• Evergreen shrub
• Very easy to care for
• Perfect for bird gardens
The Holly shrub, botanically known as Ilex, has a long connection with Christmas. Some of the first Christians decorated their homes with ‘Boughs of Holly’.
Today, hollies are widely used as ornamental plants and have been developed for gardens. Hollies range in size from less than 1 foot, to plants over 70 feet tall.
They are popular because of their dark, evergreen leaves and their production of berries which are usually red.
Our nursery offers three varieties:
Popular, versatile Sky Pencil Holly
This kind of Holly can be planted to accent your home, either in rows for a narrow hedge, or alone as an ornamental. However, you use it, expect little maintenance.
You’ll be fascinated by the Sky Pencil’s shape, growing skyward naturally without the need for trimming (unless you want to keep them at a desired height).
If you are looking for a sleek, updated, stylish look, use these Japanese Hollies with their tall, narrow, columnar shape.
Very few shrubs can give you this kind of height without encroaching on nearby plants. Perfect for when you want to add height or a focal point to flower beds, groundcovers, or entryways.
Because of this unique shape, its possibilities are endless. No matter where you plant your Sky Pencils, their spectacular form will attract attention!
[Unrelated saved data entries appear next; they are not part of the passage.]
//! Navigation-scoped cancellation.
//!
//! Every navigation gets its own token; beginning a new navigation cancels the
//! previous one. Requests run under a cancelled token resolve to
//! [`ApiError::Superseded`], so a slow response from an abandoned page can
//! never overwrite the state of the current one.

use crate::api::{ApiError, ApiResult};
use std::future::Future;
use std::sync::Mutex;
use tokio_util::sync::CancellationToken;
use tracing::debug;

/// Issues one token per navigation
#[derive(Debug, Default)]
pub struct Navigator {
    current: Mutex<CancellationToken>,
}

impl Navigator {
    pub fn new() -> Self {
        Self::default()
    }

    /// Start a new navigation, superseding the previous one
    pub fn begin(&self) -> NavigationToken {
        let token = CancellationToken::new();
        let mut current = self.current.lock().unwrap_or_else(|e| e.into_inner());
        current.cancel();
        *current = token.clone();
        debug!("Navigation started");
        NavigationToken { token }
    }

    /// Cancel the current navigation without starting another
    pub fn cancel(&self) {
        self.current
            .lock()
            .unwrap_or_else(|e| e.into_inner())
            .cancel();
    }
}

/// Handle for the requests of one navigation
#[derive(Debug, Clone)]
pub struct NavigationToken {
    token: CancellationToken,
}

impl NavigationToken {
    pub fn is_superseded(&self) -> bool {
        self.token.is_cancelled()
    }

    /// Run a request under this navigation.
    ///
    /// The request future is dropped as soon as the navigation is superseded.
    pub async fn run<F, T>(&self, request: F) -> ApiResult<T>
    where
        F: Future<Output = ApiResult<T>>,
    {
        if self.token.is_cancelled() {
            return Err(ApiError::Superseded);
        }

        tokio::select! {
            biased;
            _ = self.token.cancelled() => {
                debug!("Request abandoned by newer navigation");
                Err(ApiError::Superseded)
            }
            result = request => {
                if self.token.is_cancelled() {
                    Err(ApiError::Superseded)
                } else {
                    result
                }
            }
        }
    }
}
It's one of the few plants whose branches grow upward, which is why it got the name, Sky Pencil.
Famously spiky leaves! American Holly
In winter, thrushes such as Blackbirds, Redwing, and Fieldfare gorge themselves on holly berries and spread the seed.
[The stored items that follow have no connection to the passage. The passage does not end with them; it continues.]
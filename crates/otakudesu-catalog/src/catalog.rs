//! Catalog service.
//!
//! Couples the wajik client with the translator: one upstream request per
//! call, mapped into the internal models. Transport errors propagate, except
//! for server URL lookups which degrade to `None`.

use crate::api::{ApiResult, WajikClient};
use crate::navigation::{NavigationToken, Navigator};
use crate::translator;
use shared::models::*;
use tracing::{debug, info, warn};

/// Catalog front for page-level loaders
pub struct AnimeCatalog {
    client: WajikClient,
    navigator: Navigator,
}

impl AnimeCatalog {
    /// Create a new catalog on top of a client
    pub fn new(client: WajikClient) -> Self {
        Self {
            client,
            navigator: Navigator::new(),
        }
    }

    /// Create a catalog for the given base URL
    pub fn from_base_url(base_url: &str) -> ApiResult<Self> {
        Ok(Self::new(WajikClient::new(base_url)?))
    }

    /// Begin a navigation; requests of earlier navigations are abandoned
    pub fn navigate(&self) -> NavigationToken {
        self.navigator.begin()
    }

    /// Ongoing and completed sections of the home page
    pub async fn get_home(&self) -> ApiResult<HomeResponse> {
        info!("Fetching home");
        let raw = self.client.home().await?;
        Ok(translator::map_home(raw))
    }

    /// One page of currently airing anime
    pub async fn get_ongoing_anime(&self, page: u32) -> ApiResult<ListResponse> {
        info!(page = page, "Fetching ongoing anime");
        let raw = self.client.ongoing(page).await?;
        Ok(translator::map_ongoing_list(raw, page))
    }

    /// One page of completed anime
    pub async fn get_completed_anime(&self, page: u32) -> ApiResult<ListResponse> {
        info!(page = page, "Fetching completed anime");
        let raw = self.client.completed(page).await?;
        Ok(translator::map_completed_list(raw, page))
    }

    pub async fn search_anime(&self, query: &str) -> ApiResult<SearchResponse> {
        info!(query = %query, "Searching anime");
        let raw = self.client.search(query).await?;
        Ok(translator::map_search(raw))
    }

    pub async fn get_anime_detail(&self, slug: &str) -> ApiResult<AnimeDetailResponse> {
        info!(slug = %slug, "Fetching anime detail");
        let raw = self.client.anime(slug).await?;
        let detail = translator::map_anime_detail(raw);
        if !detail.success {
            warn!(slug = %slug, "Anime detail unavailable");
        }
        Ok(detail)
    }

    /// Episode page; mirrors come back unresolved
    pub async fn get_episode_detail(&self, slug: &str) -> ApiResult<EpisodeDetailResponse> {
        info!(slug = %slug, "Fetching episode detail");
        let raw = self.client.episode(slug).await?;
        let detail = translator::map_episode_detail(raw);
        if !detail.success {
            warn!(slug = %slug, "Episode detail unavailable");
        }
        Ok(detail)
    }

    /// Playable URL for a server, or `None` when it cannot be resolved.
    ///
    /// Never fails: transport and decode errors are logged and swallowed.
    pub async fn get_server_url(&self, server_id: &str) -> Option<String> {
        debug!(server_id = %server_id, "Resolving server URL");
        match self.client.server(server_id).await {
            Ok(raw) => translator::map_server_url(raw),
            Err(e) => {
                warn!(server_id = %server_id, error = %e, "Failed to resolve server URL");
                None
            }
        }
    }

    /// Resolve one mirror in place. Returns whether it now has a URL.
    pub async fn resolve_mirror(&self, mirror: &mut Mirror) -> bool {
        if mirror.is_resolved() {
            return true;
        }
        if mirror.server_id.is_empty() {
            return false;
        }

        mirror.url = self.get_server_url(&mirror.server_id).await;
        mirror.is_resolved()
    }

    /// Resolve mirrors one after another, stopping early if the navigation
    /// that requested them was superseded. Returns the number resolved.
    pub async fn resolve_mirrors(&self, mirrors: &mut [Mirror], token: &NavigationToken) -> usize {
        let mut resolved = 0;
        for mirror in mirrors.iter_mut() {
            if token.is_superseded() {
                debug!("Mirror resolution abandoned");
                break;
            }
            if self.resolve_mirror(mirror).await {
                resolved += 1;
            }
        }
        resolved
    }
}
Holly trees are pollinated by insects. Their seeds are spread by birds, as they must pass their gut before germination. This is why little hollies mysteriously appear in gardens when there is no tree near!
Often, the lower leaves are very spiny, while the upper leaves are more egg-shaped and have fewer spikes. This characteristic is related to protecting leaves within reach of browsing animals.
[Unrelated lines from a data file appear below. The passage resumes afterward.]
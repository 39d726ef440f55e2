//! Upstream-to-internal schema translation.
//!
//! Pure functions turning wajik-anime-api responses into the internal catalog
//! models. None of them fail: absent fields fall back to `""`, `[]` or `None`.
//! `success` always mirrors the envelope status code, not payload emptiness.

use crate::api::types::*;
use shared::models::*;
use tracing::warn;

/// Upper bound on a synthesized page index
pub const MAX_EXPANDED_PAGES: u32 = 10_000;

/// Present and non-empty
fn truthy(value: Option<String>) -> Option<String> {
    value.filter(|v| !v.is_empty())
}

fn text(value: Option<String>) -> String {
    value.unwrap_or_default()
}

fn nonzero(value: Option<u32>) -> Option<u32> {
    value.filter(|&n| n > 0)
}

fn genre_titles(genres: Vec<GenreCard>) -> Vec<String> {
    genres.into_iter().map(|g| text(g.title)).collect()
}

/// Build the internal page index from upstream pagination.
///
/// With `totalPages` the index is `1..=totalPages`. Without it the index is
/// only `[currentPage, nextPage]`, which skips every page before the current
/// one; callers rely on that shape, so it is kept as is.
pub fn to_internal_pagination(pagination: Option<&WajikPagination>) -> Option<PaginationInfo> {
    let p = pagination?;

    let next = nonzero(p.next_page);
    let available_pages = if let Some(total) = nonzero(p.total_pages) {
        if total > MAX_EXPANDED_PAGES {
            warn!(total_pages = total, "Upstream page count clamped");
        }
        (1..=total.min(MAX_EXPANDED_PAGES)).collect()
    } else if let Some(current) = nonzero(p.current_page) {
        std::iter::once(current).chain(next).collect()
    } else {
        Vec::new()
    };

    let next_page = if p.has_next_page.unwrap_or(false) {
        next.map(|n| n.to_string())
    } else {
        None
    };

    Some(PaginationInfo {
        available_pages,
        next_page,
    })
}

/// Ongoing card: `episodes` feeds both `episode` and `episodeInfo`
pub fn map_ongoing_card(card: OngoingAnimeCard) -> AnimeItem {
    AnimeItem {
        title: text(card.title),
        slug: text(card.anime_id),
        episode_info: card.episodes.clone(),
        episode: card.episodes,
        day: card.release_day,
        date: card.latest_release_date,
        link: text(card.otakudesu_url),
        thumbnail: text(card.poster),
        kind: Some("ongoing".to_string()),
        ..Default::default()
    }
}

pub fn map_completed_card(card: CompletedAnimeCard) -> AnimeItem {
    AnimeItem {
        title: text(card.title),
        slug: text(card.anime_id),
        episode_info: card.episodes.clone(),
        episode: card.episodes,
        date: card.last_release_date,
        rating: card.score,
        link: text(card.otakudesu_url),
        thumbnail: text(card.poster),
        kind: Some("completed".to_string()),
        ..Default::default()
    }
}

pub fn map_searched_card(card: SearchedAnimeCard) -> AnimeItem {
    AnimeItem {
        title: text(card.title),
        slug: text(card.anime_id),
        thumbnail: text(card.poster),
        link: text(card.otakudesu_url),
        genres: Some(genre_titles(card.genre_list.unwrap_or_default())),
        status: card.status,
        rating: card.score,
        ..Default::default()
    }
}

fn section<T>(list: Option<AnimeListData<T>>, map: fn(T) -> AnimeItem) -> HomeSection {
    let data: Vec<AnimeItem> = list
        .and_then(|l| l.anime_list)
        .unwrap_or_default()
        .into_iter()
        .map(map)
        .collect();

    HomeSection {
        count: data.len(),
        data,
    }
}

pub fn map_home(raw: HomeResponseRaw) -> HomeResponse {
    let data = raw.data.unwrap_or_default();
    HomeResponse {
        ongoing: section(data.ongoing, map_ongoing_card),
        completed: section(data.completed, map_completed_card),
    }
}

fn map_list<T>(
    raw: WajikResponse<AnimeListData<T>>,
    requested_page: u32,
    map: fn(T) -> AnimeItem,
) -> ListResponse {
    let success = raw.is_ok();
    let page = raw
        .pagination
        .as_ref()
        .and_then(|p| p.current_page)
        .unwrap_or(requested_page);
    let pagination = to_internal_pagination(raw.pagination.as_ref());
    let data: Vec<AnimeItem> = raw
        .data
        .and_then(|d| d.anime_list)
        .unwrap_or_default()
        .into_iter()
        .map(map)
        .collect();

    ListResponse {
        success,
        page: Some(page),
        total_data: data.len(),
        pagination,
        data,
    }
}

pub fn map_ongoing_list(raw: OngoingResponseRaw, requested_page: u32) -> ListResponse {
    map_list(raw, requested_page, map_ongoing_card)
}

pub fn map_completed_list(raw: CompletedResponseRaw, requested_page: u32) -> ListResponse {
    map_list(raw, requested_page, map_completed_card)
}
Glossy dark green above, matt light green below, and waxy to touch, Hollies are similar to other evergreen trees. Their trunks are grey and smooth while they are young, but become wrinkled and gnarled with age.
The original yule log burnt at Christmas was what we now call, American Holly. As Holly was full in leaf and bright with berries at a time when all other trees were dead, it was seen as a representation of life in midwinter.
Our Last, but Best Variety- The Soft Touch Holly
The Soft Touch Holly is quickly becoming a popular shrub choice due to its small size and soft, flexible foliage.
There is no need to worry about being pricked by holly leaves with this one! Small, glossy leaves are accented by tiny flowers in the spring, and black colored berries in the fall and winter, attracting all kinds of birds to your landscape.
Its mature height of 2-3 feet makes this shrub an ideal selection for gardeners with limited space. It works well as a border or foundation plant.
It's uniform, rounded shape also makes this a low maintenance choice for those who want a polished landscape without all the work.
Prefers partial to full sun. Tolerant of various types of soil, as well as drought. A good shrub selection for zones 5-9.